= Prothrombin fragment 1+2 =

Prothrombin fragment 1+2 (F1+2), also written as prothrombin fragment 1.2 (F1.2), is a polypeptide fragment of prothrombin (factor II) generated by the in vivo cleavage of prothrombin into thrombin (factor IIa) by the enzyme prothrombinase (a complex of factor Xa and factor Va). It is released from the N-terminus of prothrombin. F1+2 is a marker of thrombin generation and hence of coagulation activation. It is considered the best marker of in vivo thrombin generation.

F1+2 levels can be quantified with blood tests and is used in the diagnosis of hyper- and hypocoagulable states and in the monitoring of anticoagulant therapy. It was initially determined with a radioimmunoassay, but is now measured with several enzyme-linked immunosorbent assays.

The molecular weight of F1+2 is around 41 to 43 kDa. Its biological half-life is 90 minutes and it persists in blood for a few hours after formation. The half-life of F1+2 is relatively long, which makes it more reliable for measuring ongoing coagulation than other markers like thrombin–antithrombin complexes and fibrinopeptide A. Concentrations of F1+2 in healthy individuals range from 0.44 to 1.11 nM.
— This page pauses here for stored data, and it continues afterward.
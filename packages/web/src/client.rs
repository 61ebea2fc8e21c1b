//! Backend client wiring for the web app.
//!
//! Picks the session backend for the platform and builds the [`Services`] shared
//! through context:
//! - **Web** (WASM + `web` feature): `window.localStorage` via [`store::LocalStore`]
//! - **Native**: in-memory [`store::MemoryStore`], so every launch starts logged out

use api::{ApiConfig, ClientFactory, Services};
use dioxus::prelude::*;
use futures::channel::mpsc::UnboundedSender;
use store::SessionStore;

#[cfg(all(target_arch = "wasm32", feature = "web"))]
pub type Backend = store::LocalStore;
#[cfg(not(all(target_arch = "wasm32", feature = "web")))]
pub type Backend = store::MemoryStore;

/// Emitted when a request came back 401 and the session was dropped.
#[derive(Debug, Clone, Copy, PartialEq)]
pub struct SessionExpired;

/// Unauthorized hook forwarding every 401 to the shell's coroutine.
pub fn session_expired_hook(
    tx: UnboundedSender<SessionExpired>,
) -> impl Fn() + Send + Sync + 'static {
    move || {
        if tx.unbounded_send(SessionExpired).is_err() {
            tracing::debug!("Session expiry receiver is gone");
        }
    }
}

/// Build the services from the loaded configuration, reporting 401s through
/// `on_unauthorized`.
pub fn connect(on_unauthorized: impl Fn() + Send + Sync + 'static) -> Services<Backend> {
    let config = ApiConfig::load().unwrap_or_else(|e| {
        tracing::warn!("Invalid client configuration, using defaults: {e}");
        ApiConfig::default()
    });
    connect_with(config, on_unauthorized)
}

pub fn connect_with(
    config: ApiConfig,
    on_unauthorized: impl Fn() + Send + Sync + 'static,
) -> Services<Backend> {
    tracing::info!(url = %config.url, "Connecting to backend");

    let sessions = SessionStore::new(Backend::new());
    let factory = match ClientFactory::new(config.clone(), sessions.clone()) {
        Ok(factory) => factory,
        Err(e) => {
            tracing::error!("Failed to build HTTP client, falling back to defaults: {e}");
            ClientFactory::with_client(config, api::reqwest::Client::new(), sessions)
        }
    };

    Services::new(&factory.on_unauthorized(on_unauthorized))
}

/// Services provided by [`crate::views::Shell`].
pub fn use_services() -> Services<Backend> {
    use_context::<Services<Backend>>()
}
//! # Filesystem-backed session store
//!
//! [`FileStore`] is a [`KeyValueStore`] implementation that keeps each key in its own
//! file so a native client survives restarts without logging in again.
//!
//! ## Layout
//!
//! ```text
//! <base_dir>/
//! └── user.json     # the serialized session (key "user")
//! ```

use std::path::PathBuf;

use crate::error::StoreError;
use crate::repo::KeyValueStore;

/// Filesystem-backed store for native persistence.
#[derive(Clone, Debug)]
pub struct FileStore {
    base: PathBuf,
}

impl FileStore {
    pub fn new(base: PathBuf) -> Self {
        Self { base }
    }

    fn item_path(&self, key: &str) -> PathBuf {
        self.base.join(format!("{key}.json"))
    }
}

impl KeyValueStore for FileStore {
    async fn get_item(&self, key: &str) -> Option<String> {
        std::fs::read_to_string(self.item_path(key)).ok()
    }

    async fn set_item(&self, key: &str, value: String) -> Result<(), StoreError> {
        std::fs::create_dir_all(&self.base)?;
        std::fs::write(self.item_path(key), value)?;
        Ok(())
    }

    async fn remove_item(&self, key: &str) -> Result<(), StoreError> {
        match std::fs::remove_file(self.item_path(key)) {
            Err(e) if e.kind() != std::io::ErrorKind::NotFound => Err(e.into()),
            _ => Ok(()),
        }
    }
}
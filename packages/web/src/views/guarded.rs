//! Layout for routes that need a verified session.

use api::Navigation;
use dioxus::prelude::*;

use crate::client::use_services;
use crate::Route;

/// Runs the navigation guard on every transition into or within the gated section and
/// only renders the nested route once the session is verified.
#[component]
pub fn Guarded() -> Element {
    let services = use_services();
    let route = use_route::<Route>();
    let nav = use_navigator();

    // Held in a signal so the guard runs again on every transition in this section
    let mut target = use_signal(|| route.clone());
    if *target.peek() != route {
        target.set(route);
    }

    let outcome = use_resource(move || {
        let guard = services.guard();
        let route = target();
        async move { guard.before_access(&route).await }
    });

    use_effect(move || {
        if *outcome.read() == Some(Navigation::RedirectToLogin) {
            nav.replace(Route::Auth {});
        }
    });

    let outcome = *outcome.read();
    match outcome {
        Some(Navigation::Proceed) => rsx! { Outlet::<Route> {} },
        Some(Navigation::RedirectToLogin) => rsx! {},
        None => rsx! {
            p { class: "muted", "Checking session..." }
        },
    }
}
#![allow(dead_code)]

use std::sync::atomic::{AtomicUsize, Ordering};
use std::sync::Arc;

use api::{ApiConfig, ClientFactory, Services};
use store::{MemoryStore, Session, SessionStore};
use wiremock::MockServer;

/// A mock backend plus a client wired against it.
pub struct Harness {
    pub server: MockServer,
    pub sessions: SessionStore<MemoryStore>,
    pub services: Services<MemoryStore>,
    pub unauthorized_calls: Arc<AtomicUsize>,
}

impl Harness {
    pub async fn start() -> Self {
        Self::start_with(|config| config).await
    }

    pub async fn start_with(tweak: impl FnOnce(ApiConfig) -> ApiConfig) -> Self {
        let server = MockServer::start().await;
        let sessions = SessionStore::new(MemoryStore::new());
        let unauthorized_calls = Arc::new(AtomicUsize::new(0));

        let calls = unauthorized_calls.clone();
        let config = tweak(ApiConfig::new(format!("{}/api/v1", server.uri())));
        let factory = ClientFactory::new(config, sessions.clone())
            .unwrap()
            .on_unauthorized(move || {
                calls.fetch_add(1, Ordering::SeqCst);
            });

        Self {
            server,
            sessions,
            services: Services::new(&factory),
            unauthorized_calls,
        }
    }

    pub async fn sign_in(&self, token: &str) {
        self.sessions.write(&Session::new(token)).await.unwrap();
    }

    pub fn unauthorized_calls(&self) -> usize {
        self.unauthorized_calls.load(Ordering::SeqCst)
    }

    pub async fn requests(&self) -> Vec<wiremock::Request> {
        self.server.received_requests().await.unwrap_or_default()
    }
}
//! # Request and response payloads
//!
//! Wire types for the two backend resources. All of them use camelCase field names
//! on the wire; optional fields that are `None` are left out of request bodies.
//!
//! - [`auth`]: login and registration credentials.
//! - [`application`]: application records, their create/update payloads, list
//!   filters and batch operations.

pub mod application;
pub mod auth;

pub use application::{
    Application, ApplicationOptions, BatchDelete, BatchStatus, CreateApplication, ListQuery,
    UpdateApplication,
};
pub use auth::{LoginBody, RegisterBody};
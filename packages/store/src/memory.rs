use std::collections::HashMap;
use std::sync::{Arc, Mutex, MutexGuard};

use crate::error::StoreError;
use crate::repo::KeyValueStore;

/// In-memory store for tests and native builds.
#[derive(Clone, Debug, Default)]
pub struct MemoryStore {
    items: Arc<Mutex<HashMap<String, String>>>,
}

impl MemoryStore {
    pub fn new() -> Self {
        Self::default()
    }

    fn items(&self) -> MutexGuard<'_, HashMap<String, String>> {
        // A poisoned map is still a valid map.
        self.items.lock().unwrap_or_else(|e| e.into_inner())
    }
}

impl KeyValueStore for MemoryStore {
    async fn get_item(&self, key: &str) -> Option<String> {
        self.items().get(key).cloned()
    }

    async fn set_item(&self, key: &str, value: String) -> Result<(), StoreError> {
        self.items().insert(key.to_string(), value);
        Ok(())
    }

    async fn remove_item(&self, key: &str) -> Result<(), StoreError> {
        self.items().remove(key);
        Ok(())
    }
}
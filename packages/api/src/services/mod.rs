//! # Service modules
//!
//! One struct per backend resource, each a thin layer over an [`HttpClient`]
//! created by the [`ClientFactory`]. Methods only marshal parameters and build paths;
//! the client takes care of auth headers and 401 handling.
//!
//! [`HttpClient`]: crate::HttpClient

mod application;
mod auth;

pub use application::ApplicationService;
pub use auth::AuthService;

use store::KeyValueStore;

use crate::client::ClientFactory;
use crate::guard::NavigationGuard;

/// Both services, built from one factory.
#[derive(Clone)]
pub struct Services<S: KeyValueStore> {
    pub auth: AuthService<S>,
    pub applications: ApplicationService<S>,
    factory: ClientFactory<S>,
}

impl<S: KeyValueStore + Clone> Services<S> {
    pub fn new(factory: &ClientFactory<S>) -> Self {
        Self {
            auth: AuthService::new(factory),
            applications: ApplicationService::new(factory),
            factory: factory.clone(),
        }
    }

    pub fn factory(&self) -> &ClientFactory<S> {
        &self.factory
    }

    /// Navigation guard verifying tokens through [`AuthService`].
    pub fn guard(&self) -> NavigationGuard<S, AuthService<S>> {
        NavigationGuard::new(self.factory.sessions().clone(), self.auth.clone())
    }
}
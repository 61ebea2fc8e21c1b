mod shell;
pub use shell::Shell;

mod guarded;
pub use guarded::Guarded;

mod auth;
pub use auth::Auth;

mod home;
pub use home::Home;
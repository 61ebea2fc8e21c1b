use store::KeyValueStore;

use crate::client::{ClientFactory, HttpClient};
use crate::envelope::{Envelope, FetchResponse};
use crate::error::ApiError;
use crate::guard::Verifier;
use crate::models::{LoginBody, RegisterBody};

/// `/auth` endpoints.
#[derive(Clone)]
pub struct AuthService<S: KeyValueStore> {
    api: HttpClient<S>,
}

impl<S: KeyValueStore + Clone> AuthService<S> {
    pub fn new(factory: &ClientFactory<S>) -> Self {
        Self {
            api: factory.create_client("auth"),
        }
    }
}

impl<S: KeyValueStore> AuthService<S> {
    /// `POST /login`; `data` holds the bearer token.
    pub async fn login(&self, body: &LoginBody) -> Result<Envelope<String>, ApiError> {
        self.api.post("/login", body).await
    }

    /// `POST /register`.
    pub async fn register(&self, body: &RegisterBody) -> Result<FetchResponse, ApiError> {
        self.api.post("/register", body).await
    }

    /// `GET /verify`, authorized by the stored token; `data` holds the user id.
    pub async fn verify(&self) -> Result<Envelope<String>, ApiError> {
        self.api.get("/verify").await
    }

    /// `POST /logout`.
    pub async fn logout(&self) -> Result<FetchResponse, ApiError> {
        self.api.post_empty("/logout").await
    }
}

impl<S: KeyValueStore> Verifier for AuthService<S> {
    async fn verify_session(&self) -> Result<Option<String>, ApiError> {
        self.verify().await.map(Envelope::into_data)
    }
}
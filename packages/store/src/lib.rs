pub mod error;
pub mod models;
pub mod repo;

mod memory;
pub use memory::MemoryStore;

#[cfg(not(target_arch = "wasm32"))]
mod file_store;
#[cfg(not(target_arch = "wasm32"))]
pub use file_store::FileStore;

#[cfg(all(target_arch = "wasm32", feature = "web"))]
mod local;
#[cfg(all(target_arch = "wasm32", feature = "web"))]
pub use local::LocalStore;

pub use error::StoreError;
pub use models::{Session, SESSION_STORAGE_KEY};
pub use repo::{KeyValueStore, SessionStore};
//! Response envelope shared by every backend endpoint.
//!
//! ```json
//! { "message": "success", "status": 200, "data": ... }
//! ```
//!
//! List endpoints nest a [`ListPage`] under `data`. Endpoints with nothing to return
//! omit `data`; decode those into [`FetchResponse`].

use serde::{Deserialize, Serialize};
use serde_json::Value;

/// `{ message, status, data }` wrapper.
#[derive(Clone, Debug, PartialEq, Serialize, Deserialize)]
pub struct Envelope<T> {
    #[serde(default)]
    pub message: String,
    #[serde(default)]
    pub status: u16,
    #[serde(default = "Option::default", skip_serializing_if = "Option::is_none")]
    pub data: Option<T>,
    #[serde(default, skip_serializing_if = "Option::is_none")]
    pub error: Option<Value>,
}

impl<T> Envelope<T> {
    pub fn into_data(self) -> Option<T> {
        self.data
    }
}

/// Envelope without a payload.
#[derive(Clone, Debug, Default, PartialEq, Eq, Serialize, Deserialize)]
pub struct FetchResponse {
    #[serde(default)]
    pub message: String,
    #[serde(default)]
    pub status: u16,
}

/// One page of a list endpoint.
#[derive(Clone, Debug, PartialEq, Serialize, Deserialize)]
#[serde(rename_all = "camelCase")]
pub struct ListPage<T> {
    pub data: Vec<T>,
    pub data_count: usize,
}

impl<T> Default for ListPage<T> {
    fn default() -> Self {
        Self {
            data: Vec::new(),
            data_count: 0,
        }
    }
}
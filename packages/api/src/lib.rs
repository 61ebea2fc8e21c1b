//! # API crate: typed client for the job-application tracker backend
//!
//! Everything the web client needs to talk to the REST backend lives here, kept free
//! of any UI code so it can be exercised from plain async tests.
//!
//! ## Modules
//!
//! | Module | Purpose |
//! |--------|---------|
//! | [`config`] | Base URL and request timeout, from defaults, `jobtracker.toml` and `JOBTRACKER_*` env vars |
//! | [`client`] | Client factory: per-resource [`HttpClient`]s that attach the bearer token and react to 401s |
//! | [`envelope`] | The uniform `{ message, status, data }` response wrapper |
//! | [`models`] | Request and response payloads for auth and applications |
//! | [`services`] | [`AuthService`] and [`ApplicationService`], one method per backend endpoint |
//! | [`guard`] | The pre-navigation check that gates routes on a verified session |
//! | [`error`] | [`ApiError`], the single error type returned by every call |
//!
//! ## Wiring
//!
//! ```no_run
//! use api::{ApiConfig, ClientFactory, Services};
//! use store::{MemoryStore, SessionStore};
//!
//! # fn wire() -> Result<(), api::ApiError> {
//! let sessions = SessionStore::new(MemoryStore::new());
//! let factory = ClientFactory::new(ApiConfig::load()?, sessions)?
//!     .on_unauthorized(|| tracing::info!("session expired"));
//! let services = Services::new(&factory);
//! let guard = services.guard();
//! # let _ = guard;
//! # Ok(())
//! # }
//! ```

pub mod client;
pub mod config;
pub mod envelope;
pub mod error;
pub mod guard;
pub mod models;
pub mod services;

pub use reqwest;

pub use client::{ClientFactory, HttpClient, UnauthorizedHook};
pub use config::ApiConfig;
pub use envelope::{Envelope, FetchResponse, ListPage};
pub use error::ApiError;
pub use guard::{Navigation, NavigationGuard, RouteMeta, Verifier};
pub use models::{
    Application, ApplicationOptions, CreateApplication, ListQuery, LoginBody, RegisterBody,
    UpdateApplication,
};
pub use services::{ApplicationService, AuthService, Services};
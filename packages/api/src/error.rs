//! Error taxonomy for backend calls.
//!
//! | Variant | Cause | Session side effect |
//! |---------|-------|---------------------|
//! | [`ApiError::Transport`] | Timeout, refused connection, DNS, body read failure | none |
//! | [`ApiError::Unauthorized`] | HTTP 401 | session cleared, unauthorized hook fired |
//! | [`ApiError::Status`] | Any other non-2xx status | none |
//! | [`ApiError::Decode`] | 2xx body that doesn't match the expected payload | none |
//! | [`ApiError::Store`] | Session storage failed | none |
//!
//! Nothing is retried.

use serde_json::Value;
use store::StoreError;
use thiserror::Error;

#[derive(Debug, Error)]
pub enum ApiError {
    #[error("request failed: {0}")]
    Transport(#[from] reqwest::Error),

    #[error("unauthorized: {message}")]
    Unauthorized { message: String },

    #[error("request rejected with status {status}: {message}")]
    Status {
        status: u16,
        message: String,
        /// The envelope's `error` field, e.g. validation details.
        error: Option<Value>,
    },

    #[error("unexpected response body: {0}")]
    Decode(#[from] serde_json::Error),

    #[error(transparent)]
    Store(#[from] StoreError),

    #[error("invalid configuration: {0}")]
    Config(#[from] config::ConfigError),
}

impl ApiError {
    /// HTTP status carried by the error, if the server answered at all.
    pub fn status(&self) -> Option<u16> {
        match self {
            Self::Unauthorized { .. } => Some(401),
            Self::Status { status, .. } => Some(*status),
            Self::Transport(e) => e.status().map(|s| s.as_u16()),
            _ => None,
        }
    }

    pub fn is_unauthorized(&self) -> bool {
        matches!(self, Self::Unauthorized { .. })
    }

    /// True for transport failures caused by the request timeout.
    pub fn is_timeout(&self) -> bool {
        matches!(self, Self::Transport(e) if e.is_timeout())
    }
}
//! # Navigation guard
//!
//! [`NavigationGuard::before_access`] runs before every route transition and answers
//! with a [`Navigation`]. Routes opt in through [`RouteMeta::requires_auth`]:
//!
//! | Target | Stored token | Verification | Outcome |
//! |--------|--------------|--------------|---------|
//! | open | any | not called | [`Navigation::Proceed`] |
//! | gated | none | not called | [`Navigation::RedirectToLogin`] |
//! | gated | present | returns a user id | id stored, [`Navigation::Proceed`] |
//! | gated | present | error or no id | session cleared, [`Navigation::RedirectToLogin`] |
//!
//! Expired tokens, invalid tokens and an unreachable server all produce the same
//! redirect. Guard runs are independent: a second navigation while one verification
//! is in flight starts its own verification, and nothing is cancelled.

use std::future::Future;

use store::{KeyValueStore, SessionStore};
use tracing::{debug, info, warn};

use crate::error::ApiError;

/// Route-level metadata consulted by the guard.
pub trait RouteMeta {
    fn requires_auth(&self) -> bool;
}

/// What the router should do with a transition.
#[derive(Debug, Clone, Copy, PartialEq, Eq)]
pub enum Navigation {
    Proceed,
    RedirectToLogin,
}

/// Server-side token verification.
pub trait Verifier {
    /// The user id the current token belongs to, `None` when the server returned no id.
    fn verify_session(&self) -> impl Future<Output = Result<Option<String>, ApiError>>;
}

/// Gate for routes that require a verified session.
#[derive(Clone)]
pub struct NavigationGuard<S: KeyValueStore, V> {
    sessions: SessionStore<S>,
    verifier: V,
}

impl<S: KeyValueStore, V: Verifier> NavigationGuard<S, V> {
    pub fn new(sessions: SessionStore<S>, verifier: V) -> Self {
        Self { sessions, verifier }
    }

    pub async fn before_access<R: RouteMeta + ?Sized>(&self, target: &R) -> Navigation {
        if !target.requires_auth() {
            return Navigation::Proceed;
        }

        if self.sessions.token().await.is_none() {
            debug!("No session token, redirecting to login");
            return Navigation::RedirectToLogin;
        }

        match self.verifier.verify_session().await {
            Ok(Some(id)) if !id.is_empty() => match self.sessions.set_id(&id).await {
                Ok(Some(_)) => {
                    debug!(user_id = %id, "Session verified");
                    Navigation::Proceed
                }
                Ok(None) => {
                    // Cleared while the verification was in flight.
                    info!("Session disappeared during verification");
                    Navigation::RedirectToLogin
                }
                Err(e) => {
                    warn!("Failed to store verified session: {e}");
                    self.reject().await
                }
            },
            Ok(_) => {
                warn!("Verification returned no user id");
                self.reject().await
            }
            Err(e) => {
                warn!("Verification failed: {e}");
                self.reject().await
            }
        }
    }

    async fn reject(&self) -> Navigation {
        if let Err(e) = self.sessions.clear().await {
            warn!("Failed to clear session: {e}");
        }
        info!("Session cleared, redirecting to login");
        Navigation::RedirectToLogin
    }
}

impl<V: Verifier> Verifier for &V {
    async fn verify_session(&self) -> Result<Option<String>, ApiError> {
        (**self).verify_session().await
    }
}

#[cfg(test)]
mod tests {
    use super::*;
    use std::sync::atomic::{AtomicUsize, Ordering};
    use std::sync::Arc;
    use store::{MemoryStore, Session, StoreError};

    struct Gated(bool);

    impl RouteMeta for Gated {
        fn requires_auth(&self) -> bool {
            self.0
        }
    }

    /// Verifier answering with a fixed result and counting calls.
    #[derive(Clone)]
    struct FakeVerifier {
        answer: Result<Option<&'static str>, u16>,
        calls: Arc<AtomicUsize>,
    }

    impl FakeVerifier {
        fn new(answer: Result<Option<&'static str>, u16>) -> Self {
            Self {
                answer,
                calls: Arc::new(AtomicUsize::new(0)),
            }
        }

        fn calls(&self) -> usize {
            self.calls.load(Ordering::SeqCst)
        }
    }

    impl Verifier for FakeVerifier {
        async fn verify_session(&self) -> Result<Option<String>, ApiError> {
            self.calls.fetch_add(1, Ordering::SeqCst);
            match self.answer {
                Ok(id) => Ok(id.map(str::to_string)),
                Err(status) => Err(ApiError::Status {
                    status,
                    message: "nope".into(),
                    error: None,
                }),
            }
        }
    }

    /// Backend that reads and removes normally but rejects every write.
    #[derive(Clone)]
    struct ReadOnlyStore(MemoryStore);

    impl KeyValueStore for ReadOnlyStore {
        async fn get_item(&self, key: &str) -> Option<String> {
            self.0.get_item(key).await
        }

        async fn set_item(&self, _key: &str, _value: String) -> Result<(), StoreError> {
            Err(StoreError::Unavailable("quota exceeded".into()))
        }

        async fn remove_item(&self, key: &str) -> Result<(), StoreError> {
            self.0.remove_item(key).await
        }
    }

    /// Verifier that logs the user out before answering with an id.
    struct LogoutRace {
        sessions: SessionStore<MemoryStore>,
    }

    impl Verifier for LogoutRace {
        async fn verify_session(&self) -> Result<Option<String>, ApiError> {
            self.sessions.clear().await.unwrap();
            Ok(Some("user-123".to_string()))
        }
    }

    async fn sessions_with(session: Option<Session>) -> SessionStore<MemoryStore> {
        let sessions = SessionStore::new(MemoryStore::new());
        if let Some(session) = session {
            sessions.write(&session).await.unwrap();
        }
        sessions
    }

    #[tokio::test]
    async fn test_open_route_skips_verification() {
        let verifier = FakeVerifier::new(Ok(Some("user-123")));
        let guard = NavigationGuard::new(sessions_with(None).await, &verifier);

        assert_eq!(guard.before_access(&Gated(false)).await, Navigation::Proceed);
        assert_eq!(verifier.calls(), 0);
    }

    #[tokio::test]
    async fn test_gated_route_without_token_redirects() {
        let verifier = FakeVerifier::new(Ok(Some("user-123")));
        let guard = NavigationGuard::new(sessions_with(None).await, &verifier);

        assert_eq!(
            guard.before_access(&Gated(true)).await,
            Navigation::RedirectToLogin
        );
        assert_eq!(verifier.calls(), 0);
    }

    #[tokio::test]
    async fn test_empty_token_counts_as_missing() {
        let verifier = FakeVerifier::new(Ok(Some("user-123")));
        let guard = NavigationGuard::new(sessions_with(Some(Session::new(""))).await, &verifier);

        assert_eq!(
            guard.before_access(&Gated(true)).await,
            Navigation::RedirectToLogin
        );
        assert_eq!(verifier.calls(), 0);
    }

    #[tokio::test]
    async fn test_verified_token_stores_id_and_proceeds() {
        let sessions = sessions_with(Some(Session::new("token-1"))).await;
        let verifier = FakeVerifier::new(Ok(Some("user-123")));
        let guard = NavigationGuard::new(sessions.clone(), &verifier);

        assert_eq!(guard.before_access(&Gated(true)).await, Navigation::Proceed);
        assert_eq!(verifier.calls(), 1);
        assert_eq!(
            sessions.read().await,
            Some(Session::new("token-1").with_id("user-123"))
        );
    }

    #[tokio::test]
    async fn test_failed_verification_clears_session() {
        let sessions = sessions_with(Some(Session::new("token-1"))).await;
        let verifier = FakeVerifier::new(Err(500));
        let guard = NavigationGuard::new(sessions.clone(), &verifier);

        assert_eq!(
            guard.before_access(&Gated(true)).await,
            Navigation::RedirectToLogin
        );
        assert!(sessions.read().await.is_none());
    }

    #[tokio::test]
    async fn test_missing_id_clears_session() {
        for answer in [Ok(None), Ok(Some(""))] {
            let sessions = sessions_with(Some(Session::new("token-1"))).await;
            let verifier = FakeVerifier::new(answer);
            let guard = NavigationGuard::new(sessions.clone(), &verifier);

            assert_eq!(
                guard.before_access(&Gated(true)).await,
                Navigation::RedirectToLogin
            );
            assert!(sessions.read().await.is_none());
        }
    }

    #[tokio::test]
    async fn test_every_transition_verifies_again() {
        let sessions = sessions_with(Some(Session::new("token-1"))).await;
        let verifier = FakeVerifier::new(Ok(Some("user-123")));
        let guard = NavigationGuard::new(sessions, &verifier);

        guard.before_access(&Gated(true)).await;
        guard.before_access(&Gated(true)).await;
        assert_eq!(verifier.calls(), 2);
    }

    #[tokio::test]
    async fn test_failed_id_write_clears_session() {
        let memory = MemoryStore::new();
        SessionStore::new(memory.clone())
            .write(&Session::new("token-1"))
            .await
            .unwrap();
        let sessions = SessionStore::new(ReadOnlyStore(memory.clone()));
        let verifier = FakeVerifier::new(Ok(Some("user-123")));
        let guard = NavigationGuard::new(sessions.clone(), &verifier);

        assert_eq!(
            guard.before_access(&Gated(true)).await,
            Navigation::RedirectToLogin
        );
        assert_eq!(verifier.calls(), 1);
        assert!(sessions.read().await.is_none());
        assert!(SessionStore::new(memory).read().await.is_none());
    }

    #[tokio::test]
    async fn test_logout_during_verification_is_not_undone() {
        let sessions = sessions_with(Some(Session::new("token-1"))).await;
        let verifier = LogoutRace {
            sessions: sessions.clone(),
        };
        let guard = NavigationGuard::new(sessions.clone(), verifier);

        assert_eq!(
            guard.before_access(&Gated(true)).await,
            Navigation::RedirectToLogin
        );
        assert!(sessions.read().await.is_none());
        assert!(sessions.backend().get_item(store::SESSION_STORAGE_KEY).await.is_none());
    }
}
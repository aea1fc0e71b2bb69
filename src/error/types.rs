//! Relay error types
//!
//! Every failure a request can hit ends up as a `RelayError`, which renders
//! itself as the `{error, details?}` body with a fixed status per kind.

use axum::{
    http::StatusCode,
    response::{IntoResponse, Response},
    Json,
};
use std::time::Duration;
use thiserror::Error;

use crate::schemas::ErrorBody;
use crate::services::UpstreamError;

pub const PROMPT_REQUIRED: &str = "Prompt is required";
pub const INVALID_BODY: &str = "Invalid request body";
pub const BODY_TOO_LARGE: &str = "Request body too large";
pub const TIMED_OUT: &str = "Request timed out";
pub const TIMED_OUT_DETAILS: &str = "The AI took too long to respond";
pub const UPSTREAM_FAILED: &str = "Failed to get AI response";

#[derive(Error, Debug)]
pub enum RelayError {
    #[error("Prompt is required")]
    PromptRequired,

    #[error("Invalid request body: {0}")]
    InvalidBody(String),

    #[error("Request body exceeds {0} bytes")]
    PayloadTooLarge(usize),

    #[error("Upstream did not respond within {0:?}")]
    Timeout(Duration),

    #[error(transparent)]
    Upstream(#[from] UpstreamError),

    #[error("Internal server error: {0}")]
    Internal(#[from] anyhow::Error),
}

impl RelayError {
    pub fn status(&self) -> StatusCode {
        match self {
            RelayError::PromptRequired | RelayError::InvalidBody(_) => StatusCode::BAD_REQUEST,
            RelayError::PayloadTooLarge(_) => StatusCode::PAYLOAD_TOO_LARGE,
            RelayError::Timeout(_) => StatusCode::GATEWAY_TIMEOUT,
            RelayError::Upstream(_) | RelayError::Internal(_) => {
                StatusCode::INTERNAL_SERVER_ERROR
            }
        }
    }

    /// The JSON body sent to the caller
    pub fn body(&self) -> ErrorBody {
        let (error, details) = match self {
            RelayError::PromptRequired => (PROMPT_REQUIRED, None),
            RelayError::InvalidBody(reason) => (INVALID_BODY, Some(reason.clone())),
            RelayError::PayloadTooLarge(limit) => {
                (BODY_TOO_LARGE, Some(format!("The limit is {} bytes", limit)))
            }
            RelayError::Timeout(_) => (TIMED_OUT, Some(TIMED_OUT_DETAILS.to_string())),
            RelayError::Upstream(err) => (UPSTREAM_FAILED, Some(err.to_string())),
            RelayError::Internal(err) => (UPSTREAM_FAILED, Some(err.to_string())),
        };

        ErrorBody {
            error: error.to_string(),
            details,
        }
    }
}

impl IntoResponse for RelayError {
    fn into_response(self) -> Response {
        (self.status(), Json(self.body())).into_response()
    }
}
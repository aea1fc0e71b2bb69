//! Lesson assistant prompt relay
//!
//! Keeps the Gemini API key on the server: the course chat widget posts a
//! prompt here and gets back the generated text or a small JSON error.

pub mod api;
pub mod config;
pub mod error;
pub mod middleware;
pub mod schemas;
pub mod server;
pub mod services;
pub mod utils;

// Re-export commonly used types
pub use config::Settings;
pub use error::RelayError;
pub use server::App;
//! Middleware module
//!
//! Contains HTTP middleware for request logging and trace ids.

pub mod logging;

pub use logging::{log_request, TraceId, REQUEST_ID_HEADER, TRACE_ID_HEADER};
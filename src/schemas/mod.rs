//! Schema module
//!
//! Request/response types for the relay's HTTP contract and the upstream
//! Gemini REST API.

pub mod gemini;
pub mod relay;

pub use relay::{ErrorBody, HealthResponse, PromptPayload, PromptRequest, UpstreamCompletion};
F1+2 levels increase with age. Levels of F1+2 have been reported to be elevated in venous thromboembolism, protein C deficiency, protein S deficiency, atrial fibrillation, unstable angina, acute myocardial infarction, acute stroke, atherosclerosis, peripheral arterial disease, and in smokers. Anticoagulants have been found to reduce F1+2 levels. F1+2 levels are increased with pregnancy and by ethinylestradiol-containing birth control pills. Conversely, they do not appear to be increased with estetrol- or estradiol-containing birth control pills. However, F1+2 levels have been reported to be increased with oral estrogen-based menopausal hormone therapy, whereas transdermal estradiol-based menpausal hormone therapy appears to result in less or no consistent increase.